Lunch is such a crisis. Especially if you, like me, run screaming at the sight of a salad.
Seriously! Nothing is less pleasant to me than wet, cold, raw vegetables doused in “vinaigrette.” I know salads can be great! But they’re great if they’re super fresh with warm proteins and don’t come in containers that sit with the lids on for seven hours in the sink so when you finally open them to wash them the smell of old ruffage comes blasting toward your face and then, what, you’re supposed to do it all again on Tuesday? NO.
You might think the best lunch is actually the Indian buffet, except that all that naan and masala can make you feel pretty weighed down for the rest of the afternoon. Plus, it hits your wallet. Really, the best lunch is the economical DESK SOUP. And thanks to the fact that we’re living in a culture where we’re seriously obsessed with food, desk-soup options are better than ever.
Here’s a few of my fave soups a la desk.
I would never speak ill of chicken noodle soup, but sometimes it’s nice when we improve on a beloved idea: This wild rice and roasted chicken is like chicken noods but with more spice (not spicy spice, just tasty spice). It’s also got veggies–corn, carrots, SWEET POTATOES–so you’re not just sipping broth here, people. This is a chewy, filling lunch. And microwavable!
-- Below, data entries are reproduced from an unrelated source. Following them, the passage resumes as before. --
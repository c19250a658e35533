//! Decision-support rule engine contract

use async_trait::async_trait;
use dashmap::DashMap;
use serde::{Deserialize, Serialize};

use super::CollaboratorError;

/// A decision-support rule as seen by the template engine
#[derive(Debug, Clone, PartialEq, Serialize, Deserialize)]
pub struct ClinicalRule {
    pub id: u64,
    pub name: String,
    pub is_active: bool,
}

/// Outcome of evaluating a rule for an encounter
#[derive(Debug, Clone, PartialEq, Serialize, Deserialize)]
pub struct RuleEvaluation {
    pub rule_id: u64,
    pub is_valid: bool,
    #[serde(default, skip_serializing_if = "Option::is_none")]
    pub message: Option<String>,
}

/// Query contract of the rule engine; rule logic itself lives elsewhere
#[async_trait]
pub trait RuleEngine: Send + Sync {
    async fn get_rule(&self, id: u64) -> Result<Option<ClinicalRule>, CollaboratorError>;

    async fn evaluate_rule(
        &self,
        id: u64,
        encounter_id: &str,
    ) -> Result<RuleEvaluation, CollaboratorError>;
}

/// Rules held in memory with fixed per-encounter outcomes.
///
/// Evaluations default to valid unless an outcome was recorded.
#[derive(Default)]
pub struct InMemoryRuleEngine {
    rules: DashMap<u64, ClinicalRule>,
    outcomes: DashMap<(u64, String), bool>,
}

impl InMemoryRuleEngine {
    pub fn new() -> Self {
        Self::default()
    }

    pub fn insert(&self, rule: ClinicalRule) {
        self.rules.insert(rule.id, rule);
    }

    pub fn set_outcome(&self, rule_id: u64, encounter_id: impl Into<String>, is_valid: bool) {
        self.outcomes.insert((rule_id, encounter_id.into()), is_valid);
    }
}

#[async_trait]
impl RuleEngine for InMemoryRuleEngine {
    async fn get_rule(&self, id: u64) -> Result<Option<ClinicalRule>, CollaboratorError> {
        Ok(self.rules.get(&id).map(|r| r.clone()))
    }

    async fn evaluate_rule(
        &self,
        id: u64,
        encounter_id: &str,
    ) -> Result<RuleEvaluation, CollaboratorError> {
        if !self.rules.contains_key(&id) {
            return Err(CollaboratorError::Failed(format!("unknown rule {}", id)));
        }

        let is_valid = self
            .outcomes
            .get(&(id, encounter_id.to_string()))
            .map(|v| *v)
            .unwrap_or(true);

        Ok(RuleEvaluation {
            rule_id: id,
            is_valid,
            message: None,
        })
    }
}
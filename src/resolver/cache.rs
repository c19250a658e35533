//! Backend trait for the variable value cache.
//!
//! The resolver only talks to this trait, so the in-process cache can be
//! swapped for a shared one without changing resolution semantics.

use std::time::Duration;

use async_trait::async_trait;
use serde::Serialize;

/// Statistics about a cache backend
#[derive(Debug, Clone, Serialize)]
pub struct CacheStats {
    /// Backend type identifier
    pub backend_type: String,

    /// Number of live entries, when the backend can tell cheaply
    #[serde(skip_serializing_if = "Option::is_none")]
    pub entries: Option<usize>,
}

/// Key/value store with per-entry expiry.
///
/// Cached values are advisory: a failing backend behaves like a miss and
/// concurrent writers to the same key race under last-writer-wins.
///
/// Implementations must be thread-safe (`Send + Sync`) as they are shared
/// across concurrent renders.
#[async_trait]
pub trait VariableCache: Send + Sync {
    /// Backend type identifier
    fn backend_name(&self) -> &'static str;

    /// Get a live entry
    async fn get(&self, key: &str) -> Option<String>;

    /// Store an entry, restarting its time-to-live
    async fn set(&self, key: &str, value: &str, ttl: Duration);

    /// Remove every entry whose key starts with `prefix`
    async fn invalidate_prefix(&self, prefix: &str);

    /// Get cache statistics
    async fn stats(&self) -> CacheStats;
}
If you haven’t seen “Phantom Thread” yet, you should because it’s great, but there’s a key mushroom scene (no spoilers!) and it made me remember: oh my god, mushrooms. Every time I eat a mushroom I scream, “Why don’t I eat mushrooms MORE OFTEN?” And this particular mushroom soup is so creamy and shroomy, you might just die …of a delicious lunch.
There’s just something nice and cozy when it comes to sweet potatoes. You feel like you’re treating yourself while being healthy, and that little zip of sweetness in a soup never hurt nobody. Pair it with some corn and red pepper, and then add in some wild rice, and well, that is a MEAL. Put that in your bowl and slurp it.
I love spicy food, and this kickin’ crab, preservative-free concoction actually packs a punch. Plus, it’s got andouille sausage, which is uh-mazing. AND it comes in a microwave-safe container, which means you don’t have to wash a bowl out in the company sink nobody washes, which is gross but you feel like you have to be grateful just to have a sink in this economy and your guilt stops you from saying anything but your disgust and general laziness stop you from cleaning the sink. That’s why this microwavable container is so great.